Beatrice* (55) had a colonoscopy and bowel cancer was detected. She is to have surgery and possibly follow up radiotherapy. She knows she will be off work for at least six weeks and maybe longer. She is relieved she has plenty of sick-leave. Her husband is relieved that they took out PHI when the PHI rebate first came in. Now they can use it to access a high quality hospital with good private rooms and have the surgeon of their choice. A neighbor suggested that care in a public hospital might be as good and the surgery safer, but he thinks that in this situation it is too urgent to wait, and only ‘the best will do for Bea’.
Mary* (73) is a widow and has a musculoskeletal condition, Type 2 diabetes and epilepsy. She has basic PHI which she keeps ‘just in case’. She has recently had several visits to the local hospital ED and was admitted once after a seizure, as a public patient. She is on a Centrelink pension and worries that one day older people like herself will have trouble accessing public hospitals or the government might introduce copayments.
Ralph* (67) has retired and has a generous pension and is financially ‘savvy’ so takes advantage of the PHI rebate. He has PHI at the highest level and being well off considers that he should maintain it to leave public hospitals for those who really need them. He sees a specialist cardiologist privately and does not like the gap he has to meet.
These scenarios are all quite common to people with chronic illnesses with PHI. They represent the motivations for taking out and maintaining PHI. Much of the motivation relates to uncertainty generated by both health policy changes and fiscal changes.
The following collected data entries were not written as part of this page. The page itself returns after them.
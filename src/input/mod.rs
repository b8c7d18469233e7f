// src/input/mod.rs
//! Graph description loading.
//!
//! Three formats are accepted, chosen by file extension:
//! - `.toml`: `nodes = [...]` and `connections = [[a, b], ...]`
//! - `.json`: `{"nodes": [...], "connections": [[a, b], ...]}`
//! - anything else: the line-oriented edge list handled by [`text`].
//!
//! Identifiers become `String`s; TOML and JSON accept integers or strings.

pub mod text;

use serde::Deserialize;
use std::fmt;
use std::fs;
use std::path::Path;

use crate::error::{GraphError, Result};
use crate::graph::DirectedGraph;

#[derive(Debug, Clone, Copy, PartialEq, Eq)]
pub enum Format {
    Toml,
    Json,
    Text,
}

impl Format {
    #[must_use]
    pub fn from_path(path: &Path) -> Self {
        match path.extension().and_then(|e| e.to_str()) {
            Some(ext) if ext.eq_ignore_ascii_case("toml") => Self::Toml,
            Some(ext) if ext.eq_ignore_ascii_case("json") => Self::Json,
            _ => Self::Text,
        }
    }
}

#[derive(Debug, Clone, Deserialize)]
#[serde(untagged)]
enum RawId {
    Int(i64),
    Text(String),
}

impl fmt::Display for RawId {
    fn fmt(&self, f: &mut fmt::Formatter<'_>) -> fmt::Result {
        match self {
            Self::Int(n) => write!(f, "{n}"),
            Self::Text(s) => f.write_str(s),
        }
    }
}

/// Serialized graph description shared by the TOML and JSON formats.
#[derive(Debug, Clone, Default, Deserialize)]
struct GraphSpec {
    #[serde(default)]
    nodes: Vec<RawId>,
    #[serde(default)]
    connections: Vec<(RawId, RawId)>,
}

impl GraphSpec {
    fn build(self) -> Result<DirectedGraph<String>> {
        DirectedGraph::from_parts(
            self.nodes.iter().map(ToString::to_string),
            self.connections
                .iter()
                .map(|(a, b)| (a.to_string(), b.to_string())),
        )
    }
}

/// Reads and parses a graph description file.
///
/// # Errors
/// Returns `Io` if the file cannot be read, a format error if it cannot be
/// parsed, or `NodeNotFound` if a connection names an undeclared node.
pub fn load(path: &Path) -> Result<DirectedGraph<String>> {
    let content = fs::read_to_string(path).map_err(|source| GraphError::Io {
        source,
        path: path.to_path_buf(),
    })?;
    let format = Format::from_path(path);
    tracing::debug!(path = %path.display(), ?format, "loading graph");
    parse(&content, format)
}

/// Parses a graph description already in memory.
///
/// # Errors
/// Returns a format error or `NodeNotFound` as for [`load`].
pub fn parse(content: &str, format: Format) -> Result<DirectedGraph<String>> {
    match format {
        Format::Toml => toml::from_str::<GraphSpec>(content)?.build(),
        Format::Json => serde_json::from_str::<GraphSpec>(content)?.build(),
        Format::Text => text::parse(content),
    }
}
// src/graph/store.rs
//! The node/edge container and its mutation API.

use std::collections::{HashMap, HashSet};

use tracing::debug;

use super::types::{Edge, Node, NodeId};
use crate::error::{GraphError, Result};

/// A directed graph with at most one edge per ordered pair of nodes.
///
/// Nodes and edges keep their insertion order so iteration is deterministic.
#[derive(Debug, Clone)]
pub struct DirectedGraph<T: NodeId> {
    order: Vec<T>,
    nodes: HashMap<T, Node<T>>,
    edges: Vec<Edge<T>>,
    edge_index: HashSet<Edge<T>>,
}

impl<T: NodeId> Default for DirectedGraph<T> {
    fn default() -> Self {
        Self {
            order: Vec::new(),
            nodes: HashMap::new(),
            edges: Vec::new(),
            edge_index: HashSet::new(),
        }
    }
}

impl<T: NodeId> DirectedGraph<T> {
    #[must_use]
    pub fn new() -> Self {
        Self::default()
    }

    /// Builds a graph by applying `add_node` to every node and then
    /// `add_connection` to every pair.
    ///
    /// Duplicate nodes and duplicate pairs are dropped silently.
    ///
    /// # Errors
    /// Returns `NodeNotFound` if a pair references an undeclared node.
    pub fn from_parts<N, C>(nodes: N, connections: C) -> Result<Self>
    where
        N: IntoIterator<Item = T>,
        C: IntoIterator<Item = (T, T)>,
    {
        let mut graph = Self::new();
        for id in nodes {
            graph.add_node(id);
        }
        for (source, target) in connections {
            graph.add_connection(source, target)?;
        }
        Ok(graph)
    }

    /// Inserts a node with zero degree. Returns false if `id` already exists.
    pub fn add_node(&mut self, id: T) -> bool {
        if self.nodes.contains_key(&id) {
            return false;
        }
        debug!(node = %id, "node added");
        self.order.push(id.clone());
        self.nodes.insert(id.clone(), Node::new(id));
        true
    }

    /// Removes a node and every edge incident to it.
    /// Returns false if `id` is not in the graph.
    pub fn remove_node(&mut self, id: &T) -> bool {
        if self.nodes.remove(id).is_none() {
            return false;
        }
        self.order.retain(|n| n != id);

        let (incident, kept): (Vec<_>, Vec<_>) = std::mem::take(&mut self.edges)
            .into_iter()
            .partition(|e| e.touches(id));
        self.edges = kept;

        for edge in &incident {
            self.edge_index.remove(edge);
            if edge.source != *id {
                if let Some(node) = self.nodes.get_mut(&edge.source) {
                    node.release_outgoing();
                }
            }
            if edge.target != *id {
                if let Some(node) = self.nodes.get_mut(&edge.target) {
                    node.release_incoming();
                }
            }
        }

        debug!(node = %id, dropped_edges = incident.len(), "node removed");
        true
    }

    /// Inserts the edge `source -> target`.
    ///
    /// Returns `Ok(false)` if the edge already exists.
    ///
    /// # Errors
    /// Returns `NodeNotFound` if either endpoint is missing. The graph is left untouched.
    pub fn add_connection(&mut self, source: T, target: T) -> Result<bool> {
        self.require(&source)?;
        self.require(&target)?;

        let edge = Edge::new(source, target);
        if self.edge_index.contains(&edge) {
            return Ok(false);
        }

        if let Some(node) = self.nodes.get_mut(&edge.source) {
            node.record_outgoing();
        }
        if let Some(node) = self.nodes.get_mut(&edge.target) {
            node.record_incoming();
        }

        debug!(edge = %edge, "connection added");
        self.edge_index.insert(edge.clone());
        self.edges.push(edge);
        Ok(true)
    }

    /// Removes the edge `source -> target`.
    ///
    /// Returns `Ok(false)` if both nodes exist but the edge does not.
    ///
    /// # Errors
    /// Returns `NodeNotFound` if either endpoint is missing.
    pub fn remove_connection(&mut self, source: &T, target: &T) -> Result<bool> {
        self.require(source)?;
        self.require(target)?;

        let edge = Edge::new(source.clone(), target.clone());
        if !self.edge_index.remove(&edge) {
            return Ok(false);
        }
        self.edges.retain(|e| *e != edge);

        if let Some(node) = self.nodes.get_mut(source) {
            node.release_outgoing();
        }
        if let Some(node) = self.nodes.get_mut(target) {
            node.release_incoming();
        }

        debug!(edge = %edge, "connection removed");
        Ok(true)
    }

    /// Re-keys `old` as `new`, keeping its position and rewriting incident edges.
    ///
    /// Returns `Ok(false)` if `new` is already taken by another node.
    ///
    /// # Errors
    /// Returns `NodeNotFound` if `old` is missing.
    pub fn rename_node(&mut self, old: &T, new: T) -> Result<bool> {
        self.require(old)?;
        if *old == new {
            return Ok(true);
        }
        if self.nodes.contains_key(&new) {
            return Ok(false);
        }

        if let Some(mut node) = self.nodes.remove(old) {
            node.set_id(new.clone());
            self.nodes.insert(new.clone(), node);
        }
        if let Some(slot) = self.order.iter_mut().find(|n| **n == *old) {
            *slot = new.clone();
        }
        for edge in &mut self.edges {
            if edge.source == *old {
                edge.source = new.clone();
            }
            if edge.target == *old {
                edge.target = new.clone();
            }
        }
        self.edge_index = self.edges.iter().cloned().collect();

        debug!(from = %old, to = %new, "node renamed");
        Ok(true)
    }

    /// Snapshot of all nodes in insertion order.
    #[must_use]
    pub fn nodes(&self) -> Vec<Node<T>> {
        self.iter_nodes().cloned().collect()
    }

    /// Snapshot of all edges in insertion order.
    #[must_use]
    pub fn connections(&self) -> Vec<Edge<T>> {
        self.edges.clone()
    }

    #[must_use]
    pub fn node(&self, id: &T) -> Option<&Node<T>> {
        self.nodes.get(id)
    }

    #[must_use]
    pub fn contains_node(&self, id: &T) -> bool {
        self.nodes.contains_key(id)
    }

    #[must_use]
    pub fn contains_connection(&self, source: &T, target: &T) -> bool {
        self.edge_index
            .contains(&Edge::new(source.clone(), target.clone()))
    }

    #[must_use]
    pub fn node_count(&self) -> usize {
        self.order.len()
    }

    #[must_use]
    pub fn connection_count(&self) -> usize {
        self.edges.len()
    }

    #[must_use]
    pub fn is_empty(&self) -> bool {
        self.order.is_empty()
    }

    /// Sum of every node's connection count, i.e. `2 * |E|`.
    #[must_use]
    pub fn degree(&self) -> usize {
        self.nodes.values().map(Node::connection_count).sum()
    }

    pub(crate) fn iter_nodes(&self) -> impl Iterator<Item = &Node<T>> {
        self.order.iter().filter_map(|id| self.nodes.get(id))
    }

    pub(crate) fn edges(&self) -> &[Edge<T>] {
        &self.edges
    }

    /// First node in insertion order. Used as the traversal anchor.
    pub(crate) fn anchor(&self) -> Option<&T> {
        self.order.first()
    }

    fn require(&self, id: &T) -> Result<()> {
        if self.nodes.contains_key(id) {
            Ok(())
        } else {
            Err(GraphError::not_found(id))
        }
    }
}
// tests/cli_exit.rs - Exit code and output tests for the binary
use std::fs;
use std::process::{Command, Output};
use tempfile::TempDir;

fn run(dir: &TempDir, args: &[&str]) -> Output {
    Command::new(env!("CARGO_BIN_EXE_digraph"))
        .args(args)
        .current_dir(dir.path())
        .env_remove("RUST_LOG")
        .output()
        .expect("failed to execute digraph")
}

fn write(dir: &TempDir, name: &str, content: &str) {
    fs::write(dir.path().join(name), content).unwrap();
}

#[test]
fn test_analyze_json() {
    let d = tempfile::tempdir().unwrap();
    write(&d, "cycle.txt", "1 -> 2\n2 -> 3\n3 -> 4\n4 -> 1\n");

    let out = run(&d, &["analyze", "cycle.txt", "--json"]);
    assert_eq!(out.status.code(), Some(0));

    let report: serde_json::Value = serde_json::from_slice(&out.stdout).expect("stdout is not valid JSON");
    assert_eq!(report["connectivity"], "strong");
    assert_eq!(report["eulerian_circuit"], true);
    assert_eq!(report["degree"], 8);
}

#[test]
fn test_exit_2_on_unknown_node() {
    let d = tempfile::tempdir().unwrap();
    write(&d, "g.toml", "nodes = [1]\nconnections = [[1, 2]]\n");

    let out = run(&d, &["analyze", "g.toml"]);
    assert_eq!(out.status.code(), Some(2));
    assert!(String::from_utf8_lossy(&out.stderr).contains("node not found: 2"));
}

#[test]
fn test_exit_1_on_missing_file() {
    let d = tempfile::tempdir().unwrap();
    let out = run(&d, &["analyze", "absent.txt"]);
    assert_eq!(out.status.code(), Some(1));
}

#[test]
fn test_render_to_stdout() {
    let d = tempfile::tempdir().unwrap();
    write(&d, "g.json", r#"{"nodes": ["a", "b"], "connections": [["a", "b"]]}"#);

    let out = run(&d, &["render", "g.json", "--title", "Pair"]);
    assert_eq!(out.status.code(), Some(0));

    let svg = String::from_utf8_lossy(&out.stdout);
    assert!(svg.contains("Pair"));
    assert_eq!(svg.matches("<circle").count(), 2);
}

#[test]
fn test_render_uses_config_file() {
    let d = tempfile::tempdir().unwrap();
    write(&d, "g.txt", "x -> y\n");
    write(&d, "digraph.toml", "[render]\ntitle = \"From Config\"\n");

    let out = run(&d, &["render", "g.txt", "-o", "out.svg"]);
    assert_eq!(out.status.code(), Some(0));
    let svg = fs::read_to_string(d.path().join("out.svg")).unwrap();
    assert!(svg.contains("From Config"));
}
In some instances they are related to misperceptions of the public health system. Mary has heard stories about how older people are clogging up the hospital system. Anxiety about his family’s future and not being taken care of by the health system underlies Jason’s rationale for maintaining PHI, even though he does not use it for his own MS care. In Beatrice’s case there is also the perception that private care is better quality than public care and that it will optimise her chances of recovery. Ralph’s motives are both altruistic and related to maintaining his financial independence. However, not using the public system does not necessarily make it more accessible to less well-off people.
We can see that uncertainly created by health policy becomes a nexus with individuals’ values, health-related anxiety, the future of their families and their incomes. This is further exploited by promotions to encourage people to ‘save’ money by taking advantage of the PHI rebate. For many, investment in PHI over many years suggests it would be foolish to abandon it. In some instances it might be said that continuing to hold PHI in the face of burgeoning out-of-pocket costs simply adds to people’s anxieties.
However, these actions don’t always provide people with chronic illnesses with any great advantages. As we can see from the scenarios some people don’t use their PHI because of the gap payments. Many people with chronic illnesses access public hospital outpatients departments for the coordinated specialist care they require from specialist teams, such as physiotherapy, rehab and social work: it provides them with a ‘one-stop’ shop and they learn fairly quickly that declaring their PHI status might create more expense. At the same time using one’s PHI to reduce pressure on the public system does not actually work as hospital usage has continued to rise in both sectors: with private hospitals providing care for people unwilling to wait, wanting elective surgery or short-term acute care and public hospitals being accessed by those with chronic illnesses, complex conditions and requiring critical and emergency care. Some of these people (but not all) will have PHI but may not use it in public hospitals.
Instead of reducing pressure on the public system the effect is to produce greater inequality in the health system.
The perception that private hospital care is better quality is rarely held by people with serious or rare chronic illnesses. Many do not have the means to access services privately (such as people with epilepsy whose incomes are substantially below poverty levels); while for others the standards of care in public hospitals are world standard, as for example with haemophilia and cystic fibrosis. For those people with chronic illnesses who have the means to hold PHI there are some benefits, for example some insurers can offer telephone coaching to assist with self-management and dealing with depression, while others offer limited access to dental services. Some services offered by PHI are innovative and directed at preventive care. These might be considered by the government for purchase to provide to all Australians.
The benefits of PHI are limited for people with chronic illnesses, who often have low incomes and face out-of-pocket costs. At the time of writing, premiums have just risen by nearly 5 per cent leading many people to forecast they will drop PHI entirely. This suggests that the investment by Government into the rebate will become largely wasted. It also suggests that those people still well and on reasonable incomes will have to forego any preventive health programs.
*These names have been changed for the purposes of anonymity.